The world’s first malaria vaccine will be rolled out in pilot settings in 2018, the results of which would give an indication of whether they can be deployed on a wider scale, the World Health Organisation confirmed on Friday.
The first-generation vaccine known as RTS, S will be tried in pilot projects in sub-Saharan Africa in 2018. Also known as Mosquirix, it works against P. falciparum, the most deadly malaria parasite globally, and has been in development for the past three decades. Until now, vaccines fought viruses and bacteria but this is the first vaccine of its kind to fight parasites targeting the T-cells, which are part of the body’s immune system.
“The pilot deployment of this first-generation vaccine marks a milestone in the fight against malaria,” said Dr. Pedro Alonso, Director of the WHO Global Malaria Programme, said in a statement.
WHO estimates that India takes the disproportionate burden for the vector-borne disease accounting for 75 percent of all malaria cases in South-East Asia. About 95 percent of the Indian population resides in malaria-endemic areas. However, 80 percent of the disease is concentrated in areas where 20 percent of the population resides in tribal and hard-to-reach or inaccessible areas—typically rural areas of eastern and north-eastern states.

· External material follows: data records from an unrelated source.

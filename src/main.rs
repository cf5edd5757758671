use anyhow::Result;
use clap::Parser;

use stat_tree::cli::Cli;
use stat_tree::commands;

fn main() -> Result<()> {
    let cli = Cli::parse();

    // Initialize logging based on verbosity
    init_logging(cli.verbose, cli.quiet);

    tracing::debug!(?cli, "Parsed arguments");

    commands::tree::run(&cli)?;

    Ok(())
}

fn init_logging(verbosity: u8, quiet: bool) {
    use tracing_subscriber::{fmt, prelude::*, EnvFilter};

    let level = if quiet {
        "warn"
    } else {
        match verbosity {
            0 => "warn",
            1 => "info",
            2 => "debug",
            _ => "trace",
        }
    };

    let filter = EnvFilter::try_from_default_env()
        .unwrap_or_else(|_| EnvFilter::new(format!("stat_tree={}", level)));

    tracing_subscriber::registry()
        .with(fmt::layer().with_target(false).with_writer(std::io::stderr))
        .with(filter)
        .init();
}
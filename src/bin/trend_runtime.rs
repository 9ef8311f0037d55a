//! Trend Runtime - simulated post feed through the full trend pipeline
//!
//! Usage:
//!   cargo run --release --bin trend_runtime
//!
//! Environment variables:
//!   TRENDS_WINDOW_SEC - Window length in seconds (default: 5)
//!   TRENDS_TTL_SEC - Trend decay horizon in seconds (default: 60)
//!   TRENDS_TOP_K - Tags reported per window (default: 5)
//!   TRENDS_WORKERS - Extraction workers (default: 4)
//!   TRENDS_QUEUE_CAPACITY - Queue size (default: 10000)
//!   TRENDS_SOURCE_RATE_HZ - Simulated posts per second (default: 20)
//!   TRENDS_JSONL_PATH - Also append summaries to this JSONL file
//!   TRENDS_SQLITE_PATH - Also store summaries in this SQLite database
//!   TRENDS_RUN_SECS - Stop after this many seconds (default: run until CTRL+C)

use dotenv::dotenv;
use log::{error, info};
use std::time::Duration;
use trendflow::pipeline::{
    JsonlReporter, LogReporter, MultiReporter, Pipeline, PipelineConfig, ShutdownStrategy,
    SqliteReporter,
};

#[tokio::main]
async fn main() -> Result<(), Box<dyn std::error::Error>> {
    // Initialize environment and logging
    dotenv().ok();
    env_logger::Builder::from_env(env_logger::Env::default().default_filter_or("info"))
        .target(env_logger::Target::Stderr)
        .init();

    info!("🚀 Trend Runtime");

    let config = PipelineConfig::from_env();
    if let Err(e) = config.validate() {
        error!("❌ {}", e);
        return Err(e.into());
    }

    let mut reporter = MultiReporter::new().with(Box::new(LogReporter));
    if let Some(path) = &config.jsonl_path {
        reporter.push(Box::new(JsonlReporter::new(path)?));
    }
    if let Some(path) = &config.sqlite_path {
        reporter.push(Box::new(SqliteReporter::new(path)?));
    }
    info!("✅ {} reporter(s) configured", reporter.len());

    let run_secs = config.run_secs;
    let handle = Pipeline::builder()
        .config(config)
        .reporter(reporter)
        .build()?
        .spawn();

    info!("🔄 Press CTRL+C to shutdown gracefully");

    let deadline = async {
        match run_secs {
            Some(secs) => tokio::time::sleep(Duration::from_secs(secs)).await,
            None => std::future::pending::<()>().await,
        }
    };

    tokio::select! {
        result = tokio::signal::ctrl_c() => match result {
            Ok(()) => info!("⚠️  Received CTRL+C, shutting down..."),
            Err(err) => error!("❌ Failed to listen for CTRL+C: {}", err),
        },
        _ = deadline => info!("⏱️  Run time elapsed, shutting down..."),
    }

    let stats = handle.shutdown(ShutdownStrategy::Drain).await?;
    info!(
        "✅ Trend runtime stopped: {} posts, {} windows, {} extraction failures, {} report failures",
        stats.posts_produced,
        stats.windows_emitted,
        stats.extraction_failures,
        stats.report_failures
    );
    Ok(())
}
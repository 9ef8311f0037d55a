//! Summary engine - turns closed windows into reportable summaries
//!
//! ```text
//! Window
//!     ↓
//! SummaryEngine::summarize()
//!     ├─ TrendTracker::ingest() per event
//!     ├─ sentiment scoring per tagged event
//!     ├─ TrendTracker::sweep(now)
//!     └─ TrendTracker::topk()
//!     ↓
//! Summary
//! ```
//!
//! Owns the trend tracker outright; it is only ever driven from the
//! aggregator task, so there is no locking here.

use super::collaborators::{guarded, CollaboratorError, SentimentScorer};
use super::trends::TrendTracker;
use super::types::{system_clock, Clock, Event, Summary, Window};
use std::sync::Arc;

/// Result of scoring one window's events
#[derive(Debug, Clone, Copy, Default, PartialEq)]
pub struct SentimentStats {
    /// Mean score of the successfully scored events, rounded to 3 decimals
    pub average: f64,
    /// Events with at least one tag
    pub tagged: usize,
    /// Tagged events whose score went into the mean
    pub scored: usize,
    /// Tagged events the scorer failed on (excluded from the mean)
    pub failures: usize,
}

/// Score every tagged event once on its space-joined tags and average
///
/// Untagged events are skipped. Returns an average of 0.0 when nothing could
/// be scored.
pub fn aggregate_sentiment(scorer: &dyn SentimentScorer, items: &[Event]) -> SentimentStats {
    let mut stats = SentimentStats::default();
    let mut sum = 0.0;

    for event in items.iter().filter(|e| e.is_tagged()) {
        stats.tagged += 1;
        let text = event.tags.join(" ");

        let score = guarded(|| scorer.score(&text)).and_then(|score| {
            if score.is_finite() {
                Ok(score)
            } else {
                Err(CollaboratorError::Failed(format!("non-finite score {}", score)))
            }
        });

        match score {
            Ok(score) => {
                sum += score;
                stats.scored += 1;
            }
            Err(e) => {
                log::warn!("⚠️  Sentiment scoring failed for '{}': {}", text, e);
                stats.failures += 1;
            }
        }
    }

    if stats.scored > 0 {
        stats.average = round3(sum / stats.scored as f64);
    }
    stats
}

fn round3(x: f64) -> f64 {
    (x * 1000.0).round() / 1000.0
}

pub struct SummaryEngine {
    trends: TrendTracker,
    scorer: Arc<dyn SentimentScorer>,

    /// Timestamp function (for testing with mock time)
    now_fn: Clock,
}

impl SummaryEngine {
    /// Engine sweeping trends against the system clock
    pub fn new(k: usize, ttl_sec: f64, scorer: Arc<dyn SentimentScorer>) -> Self {
        Self::new_with_clock(k, ttl_sec, scorer, system_clock())
    }

    /// Engine with a custom clock, used for deterministic tests
    pub fn new_with_clock(
        k: usize,
        ttl_sec: f64,
        scorer: Arc<dyn SentimentScorer>,
        now_fn: Clock,
    ) -> Self {
        Self {
            trends: TrendTracker::new(k, ttl_sec),
            scorer,
            now_fn,
        }
    }

    /// Fold one closed window into the trend state and summarize it
    pub fn summarize(&mut self, window: &Window) -> Summary {
        for event in &window.items {
            self.trends.ingest(&event.tags, event.timestamp);
        }

        let sentiment = aggregate_sentiment(self.scorer.as_ref(), &window.items);

        let now = (self.now_fn)();
        self.trends.sweep(now);

        Summary {
            window_start: window.start,
            window_end: window.end,
            top_k: self.trends.topk(),
            avg_sentiment: sentiment.average,
            event_count: window.items.len(),
            tagged_event_count: sentiment.tagged,
            extraction_failures: window.items.iter().filter(|e| e.extraction_failed).count(),
            scoring_failures: sentiment.failures,
        }
    }

    pub fn trends(&self) -> &TrendTracker {
        &self.trends
    }
}

#[cfg(test)]
mod tests {
    use super::*;
    use crate::pipeline::collaborators::LexiconScorer;
    use crate::pipeline::types::TagCount;

    fn tagged(ts: f64, tags: &[&str]) -> Event {
        Event::new(ts, tags.iter().map(|t| t.to_string()).collect())
    }

    fn window(start: f64, end: f64, items: Vec<Event>) -> Window {
        Window { start, end, items }
    }

    fn fixed_clock(now: f64) -> Clock {
        Arc::new(move || now)
    }

    #[test]
    fn test_summary_of_empty_window_is_neutral() {
        let mut engine =
            SummaryEngine::new_with_clock(5, 60.0, Arc::new(LexiconScorer::default()), fixed_clock(5.0));
        let summary = engine.summarize(&window(0.0, 5.0, vec![]));

        assert_eq!(summary.window_start, 0.0);
        assert_eq!(summary.window_end, 5.0);
        assert!(summary.top_k.is_empty());
        assert_eq!(summary.avg_sentiment, 0.0);
        assert_eq!(summary.event_count, 0);
    }

    #[test]
    fn test_untagged_events_do_not_affect_sentiment() {
        let scorer = |_: &str| -> Result<f64, CollaboratorError> { Ok(1.0) };
        let stats = aggregate_sentiment(&scorer, &[Event::new(0.0, vec![]), Event::failed(1.0)]);
        assert_eq!(stats, SentimentStats::default());
    }

    #[test]
    fn test_sentiment_is_mean_of_tagged_events() {
        let scorer = LexiconScorer::new(["#good"], ["#bad"]);
        let items = vec![
            tagged(0.0, &["#good"]),
            tagged(0.0, &["#bad"]),
            tagged(0.0, &["#good", "#other"]),
            Event::new(0.0, vec![]),
        ];

        let stats = aggregate_sentiment(&scorer, &items);
        assert_eq!(stats.tagged, 3);
        assert_eq!(stats.scored, 3);
        assert_eq!(stats.average, 0.333);
    }

    #[test]
    fn test_scorer_sees_joined_tags() {
        let scorer = |text: &str| -> Result<f64, CollaboratorError> {
            assert_eq!(text, "#a #b");
            Ok(0.5)
        };
        let stats = aggregate_sentiment(&scorer, &[tagged(0.0, &["#a", "#b"])]);
        assert_eq!(stats.average, 0.5);
    }

    #[test]
    fn test_scoring_failures_are_excluded_and_counted() {
        let scorer = |text: &str| -> Result<f64, CollaboratorError> {
            match text {
                "#err" => Err(CollaboratorError::Failed("model offline".to_string())),
                "#panic" => panic!("scorer exploded"),
                "#nan" => Ok(f64::NAN),
                _ => Ok(-1.0),
            }
        };
        let items = vec![
            tagged(0.0, &["#err"]),
            tagged(0.0, &["#panic"]),
            tagged(0.0, &["#nan"]),
            tagged(0.0, &["#fine"]),
        ];

        let stats = aggregate_sentiment(&scorer, &items);
        assert_eq!(stats.failures, 3);
        assert_eq!(stats.scored, 1);
        assert_eq!(stats.average, -1.0);
    }

    #[test]
    fn test_summarize_feeds_trends_and_sweeps() {
        let mut engine =
            SummaryEngine::new_with_clock(2, 10.0, Arc::new(LexiconScorer::default()), fixed_clock(11.0));

        let first = engine.summarize(&window(
            0.0,
            5.0,
            vec![tagged(0.0, &["#old"]), tagged(4.0, &["#a", "#b", "#a"])],
        ));

        // #old expired at 10 <= 11; #a/#b expire at 14
        assert_eq!(
            first.top_k,
            vec![TagCount::new("#a", 2), TagCount::new("#b", 1)]
        );
        assert_eq!(first.event_count, 2);
        assert_eq!(first.tagged_event_count, 2);
        assert_eq!(engine.trends().count("#old"), 0);

        let second = engine.summarize(&window(5.0, 10.0, vec![Event::failed(6.0)]));
        assert_eq!(second.extraction_failures, 1);
        assert_eq!(second.tagged_event_count, 0);
        assert_eq!(second.top_k, first.top_k);
    }
}
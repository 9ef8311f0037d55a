//! # Trend Pipeline
//!
//! Real-time aggregation of short text posts into per-window trend reports:
//! - Posts are pulled from a source into a bounded ingestion queue
//! - A pool of workers extracts hashtags into a bounded event queue
//! - A single aggregator cuts events into tumbling windows
//! - Each window updates a TTL-decayed tag counter and is scored for sentiment
//! - One summary per window (top-K tags + average sentiment) goes to a reporter
//!
//! ## Backpressure
//!
//! Both queues are bounded and block when full. A slow aggregator stalls the
//! workers, which stall the producer, which stops pulling from the source.
//! Nothing is dropped and no buffer grows without bound.
//!
//! ## Ownership
//!
//! The trend tracker is owned by the aggregator task and never shared, so it
//! carries no lock. Queues are the only state shared between tasks.
//!
//! ## Module Organization
//!
//! - `types` - Post, Event, Window, Summary, clock helpers
//! - `config` - Environment-driven configuration
//! - `queue` - Bounded FIFO used for both queues
//! - `collaborators` - Tag extractor / sentiment scorer traits and defaults
//! - `source` - Post sources (simulated feed, iterator)
//! - `workers` - Tag extraction worker pool
//! - `windows` - Tumbling window aggregator
//! - `trends` - Decaying top-K trend tracker
//! - `engine` - Window -> Summary (trends + sentiment)
//! - `ingestion` - Aggregator task loop
//! - `reporter`, `jsonl_writer`, `sqlite_writer` - Summary sinks
//! - `runtime` - Pipeline builder, handle and shutdown

pub mod collaborators;
pub mod config;
pub mod engine;
pub mod ingestion;
pub mod jsonl_writer;
pub mod queue;
pub mod reporter;
pub mod runtime;
pub mod source;
pub mod sqlite_writer;
pub mod trends;
pub mod types;
pub mod windows;
pub mod workers;

// Re-export commonly used types
pub use collaborators::{
    CollaboratorError, HashtagExtractor, LexiconScorer, SentimentScorer, TagExtractor,
};
pub use config::{ConfigError, PipelineConfig};
pub use engine::SummaryEngine;
pub use jsonl_writer::JsonlReporter;
pub use queue::{bounded, QueueReceiver, QueueSender, Recv};
pub use reporter::{ChannelReporter, LogReporter, MultiReporter, ReportError, Reporter};
pub use runtime::{
    Pipeline, PipelineBuilder, PipelineError, PipelineHandle, PipelineStats, ShutdownStrategy,
};
pub use source::{IterSource, PostSource, SimulatedSource};
pub use sqlite_writer::SqliteReporter;
pub use trends::{DecayEntry, TrendTracker};
pub use types::{Clock, Event, Post, Summary, TagCount, Window};
pub use windows::TumblingWindows;
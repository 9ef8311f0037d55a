//! Post sources feeding the ingestion queue
//!
//! A source is a lazy, non-restartable sequence of posts. Pacing is the
//! source's own business; the pipeline just awaits the next post.

use super::types::{Clock, Post};
use async_trait::async_trait;
use rand::Rng;
use std::time::Duration;
use tokio::time::{interval, Interval, MissedTickBehavior};

/// Tags the simulated source picks from
pub const SIMULATED_TAGS: [&str; 6] = ["#ai", "#python", "#java", "#nlp", "#efficient", "#stream"];

/// Interval between posts at `rate_hz`, or `None` when the rate is not
/// positive or so high that the period rounds to zero
pub fn tick_period(rate_hz: f64) -> Option<Duration> {
    if !(rate_hz.is_finite() && rate_hz > 0.0) {
        return None;
    }
    Duration::try_from_secs_f64(1.0 / rate_hz)
        .ok()
        .filter(|period| !period.is_zero())
}

#[async_trait]
pub trait PostSource: Send {
    /// Next post, or `None` once the source is exhausted
    async fn next_post(&mut self) -> Option<Post>;

    /// Name used in log lines
    fn name(&self) -> &'static str {
        "source"
    }
}

/// Synthetic feed emitting roughly `rate_hz` posts per second
///
/// Each post reads `Post <n> <tag>` with a random number in 1..=999 and a
/// random tag from [`SIMULATED_TAGS`].
pub struct SimulatedSource {
    ticker: Interval,
    clock: Clock,
    limit: Option<u64>,
    emitted: u64,
}

impl SimulatedSource {
    pub fn new(rate_hz: f64, clock: Clock) -> Self {
        let period = match tick_period(rate_hz) {
            Some(period) => period,
            None if rate_hz.is_finite() && rate_hz > 0.0 => {
                log::warn!("Source rate {} too high, pacing at 1 post/ns", rate_hz);
                Duration::from_nanos(1)
            }
            None => {
                log::warn!("Invalid source rate {}, defaulting to 1 post/sec", rate_hz);
                Duration::from_secs(1)
            }
        };

        let mut ticker = interval(period);
        // Falling behind should slow the feed down, not cause a burst
        ticker.set_missed_tick_behavior(MissedTickBehavior::Delay);

        Self {
            ticker,
            clock,
            limit: None,
            emitted: 0,
        }
    }

    /// Stop after `limit` posts
    pub fn with_limit(mut self, limit: u64) -> Self {
        self.limit = Some(limit);
        self
    }

    pub fn emitted(&self) -> u64 {
        self.emitted
    }
}

#[async_trait]
impl PostSource for SimulatedSource {
    async fn next_post(&mut self) -> Option<Post> {
        if self.limit.is_some_and(|limit| self.emitted >= limit) {
            return None;
        }

        self.ticker.tick().await;

        let text = {
            let mut rng = rand::thread_rng();
            let n: u32 = rng.gen_range(1..=999);
            let tag = SIMULATED_TAGS[rng.gen_range(0..SIMULATED_TAGS.len())];
            format!("Post {} {}", n, tag)
        };

        self.emitted += 1;
        Some(Post::new((self.clock)(), text))
    }

    fn name(&self) -> &'static str {
        "simulated"
    }
}

/// Source over any iterator of posts, emitted as fast as they are accepted
pub struct IterSource<I> {
    posts: I,
}

impl<I> IterSource<I>
where
    I: Iterator<Item = Post> + Send,
{
    pub fn new<T>(posts: T) -> Self
    where
        T: IntoIterator<IntoIter = I>,
    {
        Self {
            posts: posts.into_iter(),
        }
    }
}

#[async_trait]
impl<I> PostSource for IterSource<I>
where
    I: Iterator<Item = Post> + Send,
{
    async fn next_post(&mut self) -> Option<Post> {
        self.posts.next()
    }

    fn name(&self) -> &'static str {
        "iter"
    }
}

Three of the world’s biggest health financing institutions—Gavi: the Vaccine Alliance, the Global Fund to Fight AIDS, Tuberculosis and Malaria and UNITAID—came together to tackle a disease that killed 4,38,000 people, largely children, in 2015.
While the Global Fund yesterday approved $15 million for the malaria vaccine pilots, Gavi and UNITAID had earlier in the year announced commitments of up to $27.5 million and $9.6 million, respectively, for the first four years of the vaccine programme.
RTS,S that has been developed by British drugmaker GlaxoSmithKline is, however, only partially effective and will only be deployed on a pilot basis before a call on its wide-scale use is taken.
It is the only vaccine to have successfully completed the important Phase 3 clinical trials, involving 15,000 infants and young children in seven countries in sub-Saharan Africa.
However, with the older children (between five and 17 months of age) who participated in the clinical trials, there was a risk of febrile seizures within a week after any one of the four doses of the vaccine while with infants, these seizures were apparent only after the fourth dose. WHO says that there were “no long-lasting consequences due to any of the febrile seizures”.
Also, during the Phase 3 RTS,S trials, meningitis and cerebral malaria cases increased among the older children who received the malaria vaccine as compared to the control group. However, no such increase was observed in infants aged 6–12 weeks. The significance of these findings in relation to the vaccination is unclear, the UN’s health agency says.
Mosquirix, created as a partnership between GSK and the PATH Malaria Vaccine Initiative (MVI), needed an investment of more than $565 million of which Bill and Melinda Gates Foundation have contributed more than $200 million while African research centres contributed the rest.
The vaccine was approved by the European Medicines Agency in July last year paving the way for WHO to adopt the SAGE-MPAC recommendations at the beginning of the year of a pilot implementation of the RTS,S vaccine in three to five settings in sub-Saharan Africa.
“These pilots are critical to determine whether this vaccine can be rolled out more broadly, adding an important new tool to the proven interventions we already have in the fight against malaria,” Dr Seth Berkley, CEO of Gavi, the Vaccine Alliance said.